* _DATA FOR THIS TASK_:

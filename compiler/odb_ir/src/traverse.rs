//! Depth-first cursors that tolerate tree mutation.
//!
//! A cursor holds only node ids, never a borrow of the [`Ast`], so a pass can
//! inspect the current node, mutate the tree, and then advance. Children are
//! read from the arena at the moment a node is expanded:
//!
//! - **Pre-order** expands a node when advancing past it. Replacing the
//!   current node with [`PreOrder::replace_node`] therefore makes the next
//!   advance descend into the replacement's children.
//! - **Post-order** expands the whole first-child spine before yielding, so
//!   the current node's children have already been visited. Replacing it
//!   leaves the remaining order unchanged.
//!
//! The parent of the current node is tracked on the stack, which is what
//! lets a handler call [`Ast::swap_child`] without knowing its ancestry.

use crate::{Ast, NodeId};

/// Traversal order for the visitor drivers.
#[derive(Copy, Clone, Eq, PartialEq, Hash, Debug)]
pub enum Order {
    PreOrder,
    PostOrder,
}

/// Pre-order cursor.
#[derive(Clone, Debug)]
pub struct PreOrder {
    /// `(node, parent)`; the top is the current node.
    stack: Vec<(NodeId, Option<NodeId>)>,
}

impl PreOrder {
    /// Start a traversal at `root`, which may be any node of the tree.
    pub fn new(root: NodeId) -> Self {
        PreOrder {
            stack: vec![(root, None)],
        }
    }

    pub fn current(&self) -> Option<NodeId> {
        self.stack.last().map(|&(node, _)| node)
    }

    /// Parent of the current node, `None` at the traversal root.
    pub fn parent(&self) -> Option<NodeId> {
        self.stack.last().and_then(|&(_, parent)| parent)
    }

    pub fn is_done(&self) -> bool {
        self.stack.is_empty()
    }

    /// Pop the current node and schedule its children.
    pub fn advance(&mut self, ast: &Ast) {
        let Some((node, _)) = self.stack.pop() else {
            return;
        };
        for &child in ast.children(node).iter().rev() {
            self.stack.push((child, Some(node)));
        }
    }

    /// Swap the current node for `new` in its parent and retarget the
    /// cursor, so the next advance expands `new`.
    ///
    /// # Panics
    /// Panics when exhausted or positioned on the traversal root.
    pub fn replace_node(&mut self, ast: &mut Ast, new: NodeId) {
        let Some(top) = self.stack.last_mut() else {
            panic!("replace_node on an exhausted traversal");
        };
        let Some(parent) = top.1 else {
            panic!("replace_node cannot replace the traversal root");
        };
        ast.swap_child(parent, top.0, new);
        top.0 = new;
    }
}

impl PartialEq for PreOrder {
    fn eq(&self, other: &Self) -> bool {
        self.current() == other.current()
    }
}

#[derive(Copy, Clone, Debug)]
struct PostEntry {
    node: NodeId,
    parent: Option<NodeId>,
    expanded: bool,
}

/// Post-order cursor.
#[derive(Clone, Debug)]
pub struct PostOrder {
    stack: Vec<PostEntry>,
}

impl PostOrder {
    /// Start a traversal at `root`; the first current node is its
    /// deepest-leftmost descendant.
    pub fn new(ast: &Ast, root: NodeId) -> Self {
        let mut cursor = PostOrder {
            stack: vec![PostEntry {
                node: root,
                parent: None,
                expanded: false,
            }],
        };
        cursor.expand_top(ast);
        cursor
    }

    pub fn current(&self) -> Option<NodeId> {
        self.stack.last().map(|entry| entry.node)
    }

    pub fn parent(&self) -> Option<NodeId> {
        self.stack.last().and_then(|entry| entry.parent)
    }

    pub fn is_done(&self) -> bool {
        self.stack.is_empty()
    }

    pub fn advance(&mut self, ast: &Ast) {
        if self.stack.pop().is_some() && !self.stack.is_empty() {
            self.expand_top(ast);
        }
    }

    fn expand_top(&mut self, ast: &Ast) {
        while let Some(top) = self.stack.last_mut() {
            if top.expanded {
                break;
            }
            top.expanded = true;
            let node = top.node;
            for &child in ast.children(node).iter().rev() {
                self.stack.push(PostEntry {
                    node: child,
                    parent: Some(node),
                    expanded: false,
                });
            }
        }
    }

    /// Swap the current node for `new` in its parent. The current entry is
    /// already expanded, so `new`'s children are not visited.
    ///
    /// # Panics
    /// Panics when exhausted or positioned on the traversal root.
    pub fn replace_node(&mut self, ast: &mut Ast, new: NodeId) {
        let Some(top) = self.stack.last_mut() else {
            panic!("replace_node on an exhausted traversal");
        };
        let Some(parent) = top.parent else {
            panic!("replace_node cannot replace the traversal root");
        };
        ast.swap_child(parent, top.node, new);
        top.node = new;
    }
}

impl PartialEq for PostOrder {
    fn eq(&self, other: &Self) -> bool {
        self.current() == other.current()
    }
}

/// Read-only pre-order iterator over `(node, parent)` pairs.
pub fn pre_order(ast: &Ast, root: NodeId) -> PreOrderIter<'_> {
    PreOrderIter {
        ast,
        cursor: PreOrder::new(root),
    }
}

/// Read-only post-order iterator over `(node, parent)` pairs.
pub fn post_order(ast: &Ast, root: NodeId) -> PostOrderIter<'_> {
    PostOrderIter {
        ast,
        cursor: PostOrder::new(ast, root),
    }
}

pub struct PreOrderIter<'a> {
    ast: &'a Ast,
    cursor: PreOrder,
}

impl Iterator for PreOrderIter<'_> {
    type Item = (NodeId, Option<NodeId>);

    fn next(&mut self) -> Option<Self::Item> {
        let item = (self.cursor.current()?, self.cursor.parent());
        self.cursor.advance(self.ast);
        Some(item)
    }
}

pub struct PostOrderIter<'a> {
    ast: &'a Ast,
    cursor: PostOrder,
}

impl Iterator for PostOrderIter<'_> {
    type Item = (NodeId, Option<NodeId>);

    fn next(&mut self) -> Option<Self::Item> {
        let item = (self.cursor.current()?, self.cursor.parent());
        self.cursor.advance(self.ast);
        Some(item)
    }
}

* _PROBLEM TO WORK ON_: All lines in the records that contain "impl" are to be copied and returned.

* _RESULT OF THE EXERCISE_:
impl PreOrder {
impl PartialEq for PreOrder {
impl PostOrder {
impl PartialEq for PostOrder {
impl Iterator for PreOrderIter<'_> {
impl Iterator for PostOrderIter<'_> {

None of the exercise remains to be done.